During his reign, Henri built six castles, eight palaces (including the Sans-Souci Palace), the Royal Chapel of Milot, and the Citadelle Laferrière, built to protect the Kingdom from possible French invasions. He created a noble class and appointed four princes, eight dukes, 22 counts, 37 barons, and 14 chevaliers.

After suffering a stroke and with support for his rule waning, Henri I committed suicide on 8 October 1820. He was buried at the Citadelle Henry. His 16-year-old son and heir, Jacques-Victor Henri, Prince Royal of Haiti, was murdered 10 days later at the Sans-Souci Palace by rebels.

Following the assassination of Emperor Jacques I, the country was split. Parallel with the government of Christophe in the north, Alexandre Pétion, a free person of color, ruled over the south of the country as President of the Republic of Haiti until his death in 1818. He was succeeded by Jean-Pierre Boyer, who reunited the two parts of the nation after the deaths of Henri I and his son in 1820.

History

Background 
From 1791 to 1804, the Haitian revolution against the French colonists raged. After the failure of the French expedition of 1803, General Jean-Jacques Dessalines proclaimed Haiti's independence.

On 8 October 1804, Dessalines was crowned emperor in Cap-Haïtien under the name of Jacques I.

But very soon, some generals, ambitious to seize power, organized a plot against the emperor, who was finally assassinated by the men of General Alexandre Pétion in an ambush on 17 October 1806, at Pont-Rouge (at the entrance of Port-au-Prince), betrayed by one of his battalion chiefs.

Afterwards, his generals marched on the capital, abolished the Empire and expelled the imperial family, which had to go into exile. Alexandre Pétion proclaimed the Republic and became president. But another general, Henri Christophe, broke away and took control of northern Haiti, where he established a separatist government, the State of the North.

President of the Republic of the North, then president for life and generalissimo, Henri Christophe wanted to legitimize his power as Dessalines had done by re-establishing the empire. In conflict with the southern republic of Pétion, he succeeded, after several battles, in securing the borders of his new state. Once some stability was established, Christophe established a constitutional monarchy with himself as monarch. He became king of Haiti on 28 March 1811, under the name of Henry I. On 2 June 1811, he was crowned by Grand Archbishop Jean-Baptiste-Joseph Brelle.

Conflict with the Republic of the South 
Since Haiti was divided in 1807, tensions arose between the Haitians of the north and the south. This led to a veritable civil war. The tension with the southerners was further intensified with the establishment of the kingdom of the North. Alexandre Pétion, as president of the Republic of the South, declared to represent the struggle against tyranny, which would be represented by King Henri. From 1807 to 1820, neither of the two armies managed to cross the border between the two nations.
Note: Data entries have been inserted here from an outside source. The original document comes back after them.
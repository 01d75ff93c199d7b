use crate::{CoreError, CoreResult};

use std::fmt;
use std::panic::Location;
use std::str::FromStr;

use error_location::ErrorLocation;
use serde::{Deserialize, Serialize};
use uuid::Uuid;

/// Stable handle for a card held by the page store. Positions shift when
/// cards are removed; ids do not.
#[derive(Debug, Clone, Copy, PartialEq, Eq, Hash, PartialOrd, Ord, Serialize, Deserialize)]
#[serde(transparent)]
pub struct CardId(Uuid);

impl CardId {
    pub fn new() -> Self {
        Self(Uuid::new_v4())
    }

    pub fn as_uuid(&self) -> &Uuid {
        &self.0
    }
}

impl Default for CardId {
    fn default() -> Self {
        Self::new()
    }
}

impl FromStr for CardId {
    type Err = CoreError;

    #[track_caller]
    fn from_str(s: &str) -> CoreResult<Self> {
        Uuid::parse_str(s)
            .map(Self)
            .map_err(|source| CoreError::InvalidCardId {
                source,
                location: ErrorLocation::from(Location::caller()),
            })
    }
}

impl fmt::Display for CardId {
    fn fmt(&self, f: &mut fmt::Formatter<'_>) -> fmt::Result {
        self.0.fmt(f)
    }
}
As for King Henri, he denigrated Pétion by asserting that Pétion embodied the false democracy that masks tyranny. This declaration was borne out when Pétion proclaimed himself president for life of the South, with the right to designate his successor.

The Revolution of the North

Reasons for the revolt 
In 1818, after Pétion's death, it was his aide-de-camp Jean-Pierre Boyer who succeeded him at the head of the South. King Henri then proposed to Boyer to join him in exchange for the title of marshal. But, as expected, he refused. He even sent several spies to different cities in the North to stir up the population. At first, this attempt seemed to have no effect on the northern population. But after a last battle fought on the north–south border, in which the king ordered to shoot all the southern officers who were prisoners, republican ideas circulated more and more in the kingdom. Boyer then sent several great orators from the South to the North with the aim of creating a revolutionary movement. Moreover, in 1820, the harvests were bad and taxes were increasing, a situation favorable to revolutions.

Uprising and fall 
During the summer of 1820, several riots broke out in the North, and the government then launched a violent repression. As for the king, he suffered a stroke in August 1820, which left him partially paralyzed and considerably weakened his health and disturbed his thinking. In September 1820, a new insurrection broke out in Cap-Haïtien, provoking an almost general revolt in the country. The revolution quickly broke out in the North, the richest city of the kingdom, Cap-Haïtien, fell under revolutionary control. In October, the revolutionaries marched on Milot's Sans Souci palace. Suffering from paralysis and seeing that the situation was slipping away from him, the king committed suicide on 8 October 1820, by shooting himself in the heart with a silver bullet during a mass in a church he had built. He is buried in the Citadelle Laferrière. After his death, his son, Crown Prince Victor-Henry, was proclaimed king by his followers under the name of Henry II. However, Milot was seized by the insurgents and the new king was hanged on 18 October 1820. Queen Marie-Louise Coidavid and her daughters went into exile in Italy. Boyer took advantage of the revolution to send his army, present on the border, to the center of the northern kingdom. On 20 October, Boyer had imposed himself by arms, and proclaimed that the north would be joined with the south on 26 October. Finally, he proclaimed himself president for life and then "supreme chief" of the whole island.

Posterity 
After the episode of the reign of Henri Christophe, no other true monarchy arose in Haiti until the Second Empire of Faustin Soulouque (Faustin I) in 1849–1859. There have been attempts to re-establish the monarchy, however. One such case was that of Pierre Nord Alexis, grandson of the former King Henri, who took power in 1902. An authoritarian, he declared himself president for life and even ended up proposing a new constitutional monarchy with himself as king. But this project provoked a last revolt that turned into a new revolution and forced Nord Alexis to go into exile in 1908. He died two years later, in 1910, at the age of 89.

Government

Difficult beginnings 
In 1811, the North became a constitutional and hereditary monarchy. It was there that it entered into war with the South even though the fighting did not go beyond the borders.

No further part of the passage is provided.